Il torto muso di Marotta
Dai suoi, Marotta ha preteso il silenzio in pubblico. Quello che avevano da dire al Manganiello di turno è rimbalzato negli spogliatoi di San Siro. Marotta conosce gli equilibri e la permalosità degli arbitri, il mondo e noi. Ha voluto dimostrare che lui, loro non fanno come la Juve dopo il caso Kalulu: nessun interista ha dato in escandescenze in favore di telecamere e smartphone.
Forte del vantaggio in classifica, ha inteso celebrare così la fine della sua evocatissima League. È stato furbo, sé stesso. Si è mostrato vittima, mai beneficiato.
Sui due episodi incriminati la divisione è stata al solito enorme, da Marelli a Stramaccioni, dai vari moviolisti più o meno specializzati alle migliaia di improvvisati. La mia l’ho detta subito su Instagram: una volta raggiunte le 300mila visualizzazioni, Meta ha cancellato d’autorità il post (ah, i diritti): gol del pareggio irregolare per dinamica; rigore evidente. Non vi dico le offese ricevute, pari per numero ai miei chissenefotte: dare dell’interista a un bolognese doc è peraltro considerata pratica illegale.
Il dibattito sul livello degli arbitri è una costante ormai, nelle ultime stagioni si è focalizzato sugli errori sempre più frequenti e sulla gestione del VAR, spingendo tanti osservatori a sostenere che il problema risieda nella mancanza di personalità e uniformità di giudizio. Alcuni di loro sottolineano anche una carenza nella formazione specifica sull’utilizzo del VAR con topiche che spesso derivano dalla mancata collaborazione tra l’arbitro e i Lissonesi. Viene decisamente rilevata l’assenza di un indirizzo chiaro su episodi simili (falli di mano, trattenute, negligenza o imprudenza nel calpestare il piede all’avversario).
La pressione mediatica e l’alto numero di contestazioni sembrano influenzare le prestazioni dei direttori di gara che faticano a mantenere la calma e l’autorità necessarie, soprattutto nelle sfide più importanti.
Nonostante gli “appunti”, la struttura arbitrale italiana è portata ad esempio per la specializzazione dei ruoli, in particolare per i VMO (Video Match Official) che vengono impiegati nelle competizioni internazionali.
Anche Rocchi è dovuto intervenire in numerose occasioni: ha evidenziato la necessità di migliorare l’uniformità e la qualità delle decisioni, pur difendendo i suoi uomini. In sintesi, le critiche non sembrano rivolte tanto a una presunta “corruzione”, quanto a una carenza di palle e di “applicazione uniforme delle regole” in un contesto in cui il VAR dovrebbe ridurre al minimo i guai.

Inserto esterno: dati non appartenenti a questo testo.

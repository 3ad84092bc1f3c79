//! Gateway wire types shared by the Supabase client, the auth adapter, and mocks.

use std::fmt;
use std::str::FromStr;

use serde::{Deserialize, Serialize};

// =============================================================================
// USERS AND SESSIONS
// =============================================================================

/// Identity record as reported by the provider.
#[derive(Debug, Clone, PartialEq, Serialize, Deserialize)]
pub struct GatewayUser {
    pub id: String,
    #[serde(default)]
    pub email: Option<String>,
    #[serde(default)]
    pub user_metadata: serde_json::Value,
}

impl GatewayUser {
    #[must_use]
    pub fn new(id: impl Into<String>, email: impl Into<String>) -> Self {
        Self { id: id.into(), email: Some(email.into()), user_metadata: serde_json::Value::Null }
    }
}

/// Token-bearing session. `Debug` redacts both tokens.
#[derive(Clone, PartialEq, Serialize, Deserialize)]
pub struct GatewaySession {
    pub access_token: String,
    #[serde(default)]
    pub refresh_token: Option<String>,
    /// Unix seconds at which `access_token` stops being accepted.
    #[serde(default)]
    pub expires_at: Option<i64>,
    #[serde(default)]
    pub expires_in: Option<i64>,
    pub user: GatewayUser,
}

impl GatewaySession {
    /// True when the access token expires within `margin_secs` of `now`.
    #[must_use]
    pub fn is_expired(&self, now: i64, margin_secs: i64) -> bool {
        self.expires_at
            .is_some_and(|at| at <= now + margin_secs)
    }

    /// Fill `expires_at` from `expires_in` when the provider only sent the latter.
    #[must_use]
    pub fn with_expiry_from(mut self, now: i64) -> Self {
        if self.expires_at.is_none() {
            self.expires_at = self.expires_in.map(|secs| now + secs);
        }
        self
    }
}

impl fmt::Debug for GatewaySession {
    fn fmt(&self, f: &mut fmt::Formatter<'_>) -> fmt::Result {
        f.debug_struct("GatewaySession")
            .field("access_token", &"<redacted>")
            .field("refresh_token", &self.refresh_token.as_ref().map(|_| "<redacted>"))
            .field("expires_at", &self.expires_at)
            .field("user", &self.user)
            .finish()
    }
}

/// Result of a sign-up call. Either field may be absent: email confirmation
/// flows return a user without a session.
#[derive(Debug, Clone, Default, PartialEq)]
pub struct SignUpOutcome {
    pub user: Option<GatewayUser>,
    pub session: Option<GatewaySession>,
}

// =============================================================================
// CHANGE NOTIFICATIONS
// =============================================================================

#[derive(Debug, Clone, Copy, PartialEq, Eq, Serialize, Deserialize)]
#[serde(rename_all = "SCREAMING_SNAKE_CASE")]
pub enum AuthEvent {
    InitialSession,
    SignedIn,
    SignedOut,
    TokenRefreshed,
    UserUpdated,
    PasswordRecovery,
}

impl AuthEvent {
    #[must_use]
    pub fn as_str(self) -> &'static str {
        match self {
            Self::InitialSession => "INITIAL_SESSION",
            Self::SignedIn => "SIGNED_IN",
            Self::SignedOut => "SIGNED_OUT",
            Self::TokenRefreshed => "TOKEN_REFRESHED",
            Self::UserUpdated => "USER_UPDATED",
            Self::PasswordRecovery => "PASSWORD_RECOVERY",
        }
    }
}

impl fmt::Display for AuthEvent {
    fn fmt(&self, f: &mut fmt::Formatter<'_>) -> fmt::Result {
        f.write_str(self.as_str())
    }
}

/// Session portion of a change notification. Tokens are not carried.
#[derive(Debug, Clone, PartialEq, Serialize, Deserialize)]
pub struct ChangeSession {
    pub user: GatewayUser,
}

/// One auth change notification: an event tag plus the session it left behind.
#[derive(Debug, Clone, PartialEq, Serialize, Deserialize)]
pub struct AuthChange {
    pub event: AuthEvent,
    #[serde(default)]
    pub session: Option<ChangeSession>,
}

impl AuthChange {
    #[must_use]
    pub fn new(event: AuthEvent, user: Option<GatewayUser>) -> Self {
        Self { event, session: user.map(|user| ChangeSession { user }) }
    }

    #[must_use]
    pub fn signed_in(user: GatewayUser) -> Self {
        Self::new(AuthEvent::SignedIn, Some(user))
    }

    #[must_use]
    pub fn signed_out() -> Self {
        Self::new(AuthEvent::SignedOut, None)
    }

    #[must_use]
    pub fn user_id(&self) -> Option<&str> {
        self.session.as_ref().map(|s| s.user.id.as_str())
    }
}

// =============================================================================
// OAUTH PROVIDERS
// =============================================================================

#[derive(Debug, Clone, Copy, PartialEq, Eq, Serialize, Deserialize)]
#[serde(rename_all = "lowercase")]
pub enum OAuthProvider {
    Google,
    Github,
    Apple,
}

impl OAuthProvider {
    #[must_use]
    pub fn as_str(self) -> &'static str {
        match self {
            Self::Google => "google",
            Self::Github => "github",
            Self::Apple => "apple",
        }
    }
}

impl fmt::Display for OAuthProvider {
    fn fmt(&self, f: &mut fmt::Formatter<'_>) -> fmt::Result {
        f.write_str(self.as_str())
    }
}

#[derive(Debug, Clone, PartialEq, Eq, thiserror::Error)]
#[error("unsupported oauth provider: {0}")]
pub struct UnknownProvider(pub String);

impl FromStr for OAuthProvider {
    type Err = UnknownProvider;

    fn from_str(s: &str) -> Result<Self, Self::Err> {
        match s.trim().to_ascii_lowercase().as_str() {
            "google" => Ok(Self::Google),
            "github" => Ok(Self::Github),
            "apple" => Ok(Self::Apple),
            _ => Err(UnknownProvider(s.to_owned())),
        }
    }
}

// =============================================================================
// PROFILES
// =============================================================================

/// Row of the `profiles` table. Columns the store omits decode to defaults.
#[derive(Debug, Clone, PartialEq, Serialize, Deserialize)]
pub struct Profile {
    pub id: String,
    #[serde(default)]
    pub email: String,
    #[serde(default)]
    pub full_name: Option<String>,
    #[serde(default)]
    pub avatar_url: Option<String>,
    #[serde(default)]
    pub timezone: String,
    #[serde(default)]
    pub onboarding_completed: bool,
    #[serde(default)]
    pub focus_goal_daily: i32,
    #[serde(default)]
    pub focus_goal_weekly: i32,
    #[serde(default)]
    pub preferred_session_duration: i32,
    #[serde(default)]
    pub break_duration: i32,
    #[serde(default)]
    pub long_break_duration: i32,
    #[serde(default)]
    pub notification_preferences: serde_json::Value,
    #[serde(default)]
    pub theme_preference: String,
    #[serde(default)]
    pub created_at: Option<String>,
    #[serde(default)]
    pub updated_at: Option<String>,
}

/// Partial profile patch. Only `Some` fields are sent.
#[derive(Debug, Clone, Default, PartialEq, Serialize, Deserialize)]
pub struct ProfileUpdate {
    #[serde(default, skip_serializing_if = "Option::is_none")]
    pub full_name: Option<String>,
    #[serde(default, skip_serializing_if = "Option::is_none")]
    pub avatar_url: Option<String>,
    #[serde(default, skip_serializing_if = "Option::is_none")]
    pub timezone: Option<String>,
    #[serde(default, skip_serializing_if = "Option::is_none")]
    pub onboarding_completed: Option<bool>,
    #[serde(default, skip_serializing_if = "Option::is_none")]
    pub focus_goal_daily: Option<i32>,
    #[serde(default, skip_serializing_if = "Option::is_none")]
    pub focus_goal_weekly: Option<i32>,
    #[serde(default, skip_serializing_if = "Option::is_none")]
    pub preferred_session_duration: Option<i32>,
    #[serde(default, skip_serializing_if = "Option::is_none")]
    pub break_duration: Option<i32>,
    #[serde(default, skip_serializing_if = "Option::is_none")]
    pub long_break_duration: Option<i32>,
    #[serde(default, skip_serializing_if = "Option::is_none")]
    pub notification_preferences: Option<serde_json::Value>,
    #[serde(default, skip_serializing_if = "Option::is_none")]
    pub theme_preference: Option<String>,
}

impl ProfileUpdate {
    #[must_use]
    pub fn is_empty(&self) -> bool {
        *self == Self::default()
    }
}

#[cfg(test)]
#[path = "types_test.rs"]
mod tests;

La verità è tanto semplice: questa classe arbitrale è modesta principalmente perché, pur di rimanere dentro al sistema, si adegua ai vari indirizzi “suggeriti” da AIA (decapitata), Can A e B, Settore Tecnico Arbitrale, presidenza federale, generando una confusione intollerabile. L’attuale classe arbitrale preferisce assoggettare gli indirizzi che provengono settimanalmente da diverse sponde, non capendo che così facendo rende mediocre un campionato già modesto e soggettivo anche ciò che potrebbe essere oggettivo.

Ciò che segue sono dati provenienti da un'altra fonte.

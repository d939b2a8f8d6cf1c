use figment::{providers::Env, providers::Format, providers::Toml, Figment};
use serde::Deserialize;

#[derive(Debug, Deserialize)]
pub struct AdmissionConfig {
    pub logging: LoggingConfig,
    pub input: InputConfig,
}

#[derive(Debug, Deserialize)]
pub struct LoggingConfig {
    pub level: String,
    pub json: bool,
}

#[derive(Debug, Deserialize)]
pub struct InputConfig {
    pub route_file: String,
}

impl AdmissionConfig {
    pub fn load(path: &str) -> Result<Self, figment::Error> {
        Figment::new()
            .merge(Toml::file(path))
            .merge(Env::prefixed("GATEWAY_ADMISSION__").split("__"))
            .extract()
    }
}
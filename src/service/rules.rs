use crate::model::{HttpRoute, HttpRouteSpec};

use super::filters::validate_rule_filters;
use super::matches::{validate_header_matches, validate_query_param_matches};
use super::{FieldPath, ParentRefValidator, ValidationError};

/// Validates a whole route document rooted at `spec`.
pub fn validate_route(
    route: &HttpRoute,
    parent_refs: &dyn ParentRefValidator,
) -> Vec<ValidationError> {
    validate_route_spec(&route.spec, &FieldPath::new("spec"), parent_refs)
}

/// Runs every consistency check over every rule and returns the complete
/// violation list in discovery order. Nothing short-circuits: a finding in
/// one rule never suppresses findings in another, and the parent-ref
/// collaborator always runs last, exactly once.
pub fn validate_route_spec(
    spec: &HttpRouteSpec,
    path: &FieldPath,
    parent_refs: &dyn ParentRefValidator,
) -> Vec<ValidationError> {
    let mut errs = Vec::new();

    for (i, rule) in spec.rules.iter().enumerate() {
        let rule_path = path.child("rules").index(i);
        errs.extend(validate_rule_filters(&rule.filters, &rule_path));

        for (j, backend_ref) in rule.backend_refs.iter().enumerate() {
            errs.extend(validate_rule_filters(
                &backend_ref.filters,
                &rule_path.child("backendRefs").index(j),
            ));
        }

        for (j, route_match) in rule.matches.iter().enumerate() {
            let match_path = rule_path.child("matches").index(j);
            if !route_match.headers.is_empty() {
                errs.extend(validate_header_matches(
                    &route_match.headers,
                    &match_path.child("headers"),
                ));
            }
            if !route_match.query_params.is_empty() {
                errs.extend(validate_query_param_matches(
                    &route_match.query_params,
                    &match_path.child("queryParams"),
                ));
            }
        }
    }

    errs.extend(parent_refs.validate_parent_refs(&spec.parent_refs, path));
    errs
}
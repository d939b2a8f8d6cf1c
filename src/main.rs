use gateway_admission::{config::AdmissionConfig, run};
use tracing::{error, info};

fn main() {
    let config_path = std::env::var("GATEWAY_ADMISSION_CONFIG")
        .unwrap_or_else(|_| "config/admission.example.toml".to_string());
    let config = AdmissionConfig::load(&config_path)
        .unwrap_or_else(|err| panic!("failed to load config: {err}"));

    let violations = run(&config).unwrap_or_else(|err| panic!("validation did not run: {err}"));
    if violations.is_empty() {
        info!("route document accepted");
        return;
    }

    for violation in &violations {
        error!(violation = %violation, "route document rejected");
    }
    std::process::exit(1);
}
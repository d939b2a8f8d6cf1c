use std::collections::hash_map::Entry;
use std::collections::HashMap;

use crate::model::{FilterKind, HeaderModifier, RouteFilter};

use super::{FieldPath, ValidationError, ViolationKind};

/// Checks one filter list (a rule's own filters or a backend ref's) for
/// kind-level conflicts, and each header-modifier filter in it for
/// per-header action conflicts. `path` locates the list's owner, e.g.
/// `spec.rules[0]` or `spec.rules[0].backendRefs[1]`.
pub(crate) fn validate_rule_filters(
    filters: &[RouteFilter],
    path: &FieldPath,
) -> Vec<ValidationError> {
    let mut errs = Vec::new();
    let mut counts: HashMap<FilterKind, usize> = HashMap::new();

    for (i, filter) in filters.iter().enumerate() {
        *counts.entry(filter.kind()).or_insert(0) += 1;
        match filter {
            RouteFilter::RequestHeaderModifier {
                request_header_modifier,
            } => {
                errs.extend(validate_header_modifier(
                    request_header_modifier,
                    &path.child("filters").index(i).child("requestHeaderModifier"),
                ));
            }
            RouteFilter::ResponseHeaderModifier {
                response_header_modifier,
            } => {
                errs.extend(validate_header_modifier(
                    response_header_modifier,
                    &path.child("filters").index(i).child("responseHeaderModifier"),
                ));
            }
            _ => {}
        }
    }

    // A presence test, not a per-pair test: however many of each are
    // present, one filter list gets at most one of these.
    if counts.get(&FilterKind::RequestRedirect).copied().unwrap_or(0) > 0
        && counts.get(&FilterKind::UrlRewrite).copied().unwrap_or(0) > 0
    {
        errs.push(ValidationError::new(
            ViolationKind::MutuallyExclusiveFilterKinds,
            path.child("filters"),
            FilterKind::RequestRedirect.as_str(),
            "may specify either RequestRedirect or URLRewrite, but not both",
        ));
    }

    errs
}

/// Checks one header-modifier filter for headers targeted by more than one
/// action across its `add`, `set` and `remove` lists, in that order.
///
/// Per lower-cased name this is a two-state machine: the first occurrence
/// arms it, the second fires exactly one error at the list it occurred in,
/// and any later occurrence is silent. One error per conflicting header,
/// no matter how the repeats are distributed.
pub(crate) fn validate_header_modifier(
    modifier: &HeaderModifier,
    path: &FieldPath,
) -> Vec<ValidationError> {
    let mut errs = Vec::new();
    let mut single_action: HashMap<String, bool> = HashMap::new();

    for action in &modifier.add {
        note_action(
            &mut single_action,
            &action.name,
            &path.child("add"),
            format!("{}: {}", action.name, action.value),
            &mut errs,
        );
    }
    for action in &modifier.set {
        note_action(
            &mut single_action,
            &action.name,
            &path.child("set"),
            format!("{}: {}", action.name, action.value),
            &mut errs,
        );
    }
    for name in &modifier.remove {
        note_action(
            &mut single_action,
            name,
            &path.child("remove"),
            name.clone(),
            &mut errs,
        );
    }

    errs
}

fn note_action(
    single_action: &mut HashMap<String, bool>,
    name: &str,
    list_path: &FieldPath,
    shown: String,
    errs: &mut Vec<ValidationError>,
) {
    match single_action.entry(name.to_ascii_lowercase()) {
        Entry::Vacant(slot) => {
            slot.insert(true);
        }
        Entry::Occupied(mut slot) => {
            if *slot.get() {
                slot.insert(false);
                errs.push(ValidationError::new(
                    ViolationKind::ConflictingHeaderAction,
                    list_path.clone(),
                    shown,
                    "cannot specify multiple actions for header",
                ));
            }
        }
    }
}

#[cfg(test)]
mod tests {
    use crate::model::{
        FilterKind, HeaderModifier, HeaderValue, RequestRedirect, RouteFilter, UrlRewrite,
    };
    use crate::service::{FieldPath, ViolationKind};

    use super::{validate_header_modifier, validate_rule_filters};

    fn header(name: &str, value: &str) -> HeaderValue {
        HeaderValue {
            name: name.to_string(),
            value: value.to_string(),
        }
    }

    fn rule_path() -> FieldPath {
        FieldPath::new("spec").child("rules").index(0)
    }

    #[test]
    fn redirect_and_rewrite_in_one_list_conflict_once() {
        let filters = vec![
            RouteFilter::RequestRedirect {
                request_redirect: RequestRedirect::default(),
            },
            RouteFilter::UrlRewrite {
                url_rewrite: UrlRewrite::default(),
            },
            RouteFilter::RequestRedirect {
                request_redirect: RequestRedirect::default(),
            },
        ];

        let errs = validate_rule_filters(&filters, &rule_path());
        assert_eq!(errs.len(), 1);
        assert_eq!(errs[0].kind, ViolationKind::MutuallyExclusiveFilterKinds);
        assert_eq!(
            errs[0].to_string(),
            "spec.rules[0].filters: Invalid value: \"RequestRedirect\": may specify either RequestRedirect or URLRewrite, but not both",
        );
    }

    #[test]
    fn redirect_alone_is_fine_even_in_multiples() {
        let filters = vec![
            RouteFilter::RequestRedirect {
                request_redirect: RequestRedirect::default(),
            },
            RouteFilter::RequestRedirect {
                request_redirect: RequestRedirect::default(),
            },
        ];
        assert!(validate_rule_filters(&filters, &rule_path()).is_empty());
    }

    #[test]
    fn header_modifier_errors_carry_the_filter_index() {
        let filters = vec![RouteFilter::ResponseHeaderModifier {
            response_header_modifier: HeaderModifier {
                add: vec![header("x-example", "blueberry")],
                set: vec![header("x-example", "turnip")],
                remove: vec![],
            },
        }];

        let errs = validate_rule_filters(&filters, &rule_path());
        assert_eq!(errs.len(), 1);
        assert_eq!(
            errs[0].path.to_string(),
            "spec.rules[0].filters[0].responseHeaderModifier.set",
        );
    }

    #[test]
    fn overlap_between_add_and_set_reports_each_header_once() {
        let modifier = HeaderModifier {
            add: vec![
                header("x-fruit", "apple"),
                header("x-vegetable", "carrot"),
                header("x-grain", "rye"),
            ],
            set: vec![
                header("x-fruit", "watermelon"),
                header("x-grain", "wheat"),
                header("x-spice", "coriander"),
            ],
            remove: vec![],
        };

        let errs = validate_header_modifier(&modifier, &FieldPath::new("f"));
        assert_eq!(errs.len(), 2);
        assert_eq!(errs[0].value, "x-fruit: watermelon");
        assert_eq!(errs[1].value, "x-grain: wheat");
        assert!(errs.iter().all(|e| e.kind == ViolationKind::ConflictingHeaderAction));
        assert!(errs.iter().all(|e| e.path.to_string() == "f.set"));
    }

    #[test]
    fn conflicting_names_fold_case() {
        let modifier = HeaderModifier {
            add: vec![header("x-fruit", "apple")],
            set: vec![header("X-Fruit", "watermelon")],
            remove: vec![],
        };

        let errs = validate_header_modifier(&modifier, &FieldPath::new("f"));
        assert_eq!(errs.len(), 1);
    }

    #[test]
    fn duplicate_within_a_single_list_still_counts() {
        let modifier = HeaderModifier {
            add: vec![header("x-fruit", "apple"), header("x-fruit", "plum")],
            set: vec![],
            remove: vec![],
        };

        let errs = validate_header_modifier(&modifier, &FieldPath::new("f"));
        assert_eq!(errs.len(), 1);
        assert_eq!(errs[0].path.to_string(), "f.add");
    }

    #[test]
    fn third_and_later_occurrences_stay_silent() {
        let modifier = HeaderModifier {
            add: vec![header("x-fruit", "apple"), header("x-fruit", "plum")],
            set: vec![header("x-fruit", "watermelon")],
            remove: vec!["x-fruit".to_string()],
        };

        let errs = validate_header_modifier(&modifier, &FieldPath::new("f"));
        assert_eq!(errs.len(), 1);
        assert_eq!(errs[0].path.to_string(), "f.add");
    }

    #[test]
    fn remove_conflicts_show_the_bare_name() {
        let modifier = HeaderModifier {
            add: vec![],
            set: vec![header("x-trace", "on")],
            remove: vec!["X-Trace".to_string()],
        };

        let errs = validate_header_modifier(&modifier, &FieldPath::new("f"));
        assert_eq!(errs.len(), 1);
        assert_eq!(errs[0].value, "X-Trace");
        assert_eq!(errs[0].path.to_string(), "f.remove");
    }

    #[test]
    fn filter_kind_wire_names() {
        assert_eq!(FilterKind::UrlRewrite.as_str(), "URLRewrite");
        assert_eq!(FilterKind::RequestRedirect.as_str(), "RequestRedirect");
    }
}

Ogni altra chiave di lettura è fuorviante, come sostenere che il nostro sia il campionato più competitivo perché, dopo un periodo di dominio, ha ritrovato un forte equilibrio con frequenti cambi al vertice. Fantasie riferite principalmente all’immaginario condizionato dalle discussioni iperboliche, dai sogni di gloria calcistica e dagli eccessi tipici dei bar televisivi dove spopola la Marotta League.

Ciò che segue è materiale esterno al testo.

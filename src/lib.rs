pub mod config;
pub mod model;
pub mod service;

use config::AdmissionConfig;
use model::HttpRoute;
use service::{validate_route, NoParentRefValidation, ValidationError};
use tracing_subscriber::{fmt, layer::SubscriberExt, util::SubscriberInitExt, EnvFilter, Layer};

/// Loads the configured route document and validates it. The returned list
/// is empty exactly when the document is acceptable.
pub fn run(config: &AdmissionConfig) -> Result<Vec<ValidationError>, Box<dyn std::error::Error>> {
    init_logging(&config.logging.level, config.logging.json);

    let route = load_route(&config.input.route_file)?;
    tracing::info!(
        file = %config.input.route_file,
        rules = route.spec.rules.len(),
        "validating route document"
    );

    Ok(validate_route(&route, &NoParentRefValidation))
}

/// Reads a route document from disk; `.json` files are parsed as JSON,
/// everything else as YAML.
pub fn load_route(path: &str) -> Result<HttpRoute, Box<dyn std::error::Error>> {
    let raw = std::fs::read_to_string(path)?;
    let route = if path.ends_with(".json") {
        serde_json::from_str(&raw)?
    } else {
        serde_yaml::from_str(&raw)?
    };
    Ok(route)
}

pub fn init_logging(level: &str, json: bool) {
    let env_filter = EnvFilter::try_from_default_env().unwrap_or_else(|_| EnvFilter::new(level));
    let fmt_layer = if json {
        fmt::layer().json().with_target(true).boxed()
    } else {
        fmt::layer().with_target(true).boxed()
    };

    tracing_subscriber::registry()
        .with(env_filter)
        .with(fmt_layer)
        .try_init()
        .ok();
}
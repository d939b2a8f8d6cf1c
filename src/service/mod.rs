mod filters;
mod matches;
mod path;
mod rules;

use thiserror::Error;

use crate::model::ParentRef;

pub use path::FieldPath;
pub use rules::{validate_route, validate_route_spec};

/// Which consistency rule a violation came from.
#[derive(Debug, Clone, Copy, PartialEq, Eq)]
pub enum ViolationKind {
    /// Two filter kinds that cannot coexist in one filter list.
    MutuallyExclusiveFilterKinds,
    /// One header name targeted by more than one modification action.
    ConflictingHeaderAction,
    /// A match key repeated within one match block.
    DuplicateMatchKey,
    /// Reported by the parent-ref collaborator, surfaced verbatim.
    ParentRefConflict,
}

/// A single admission violation. Validation never aborts on the first
/// finding; callers always receive the complete list, and an empty list is
/// the only signal that a document is valid.
#[derive(Debug, Clone, PartialEq, Eq, Error)]
#[error("{path}: Invalid value: {value:?}: {message}")]
pub struct ValidationError {
    pub kind: ViolationKind,
    pub path: FieldPath,
    pub value: String,
    pub message: String,
}

impl ValidationError {
    pub fn new(
        kind: ViolationKind,
        path: FieldPath,
        value: impl Into<String>,
        message: impl Into<String>,
    ) -> Self {
        Self {
            kind,
            path,
            value: value.into(),
            message: message.into(),
        }
    }
}

/// Uniqueness checking across a spec's parent references lives outside this
/// crate. The orchestrator calls the collaborator exactly once per
/// validation and appends whatever it reports, unmodified.
pub trait ParentRefValidator {
    fn validate_parent_refs(
        &self,
        parent_refs: &[ParentRef],
        path: &FieldPath,
    ) -> Vec<ValidationError>;
}

/// Collaborator stand-in for callers that have no parent-ref checker wired
/// up, e.g. the offline validator binary.
pub struct NoParentRefValidation;

impl ParentRefValidator for NoParentRefValidation {
    fn validate_parent_refs(
        &self,
        _parent_refs: &[ParentRef],
        _path: &FieldPath,
    ) -> Vec<ValidationError> {
        Vec::new()
    }
}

PS. Ad ogni modo non fidatevi troppo di chi - nostalgico o passatista - ripete che un tempo gli arbitri erano migliori, più preparati e ricchi di personalità. Dirigevano un calcio molto più lento, senza telecamere, con meno televisioni, meno ex colleghi ingrifati e con la folcloristica richiesta della moviola in campo. Con tutto il rispetto, anche i vari Lo Bello, Agnolin, Collina, Casarin, Braschi e Cesari faticherebbero non poco nell’istericalcio del 2026. Accussì.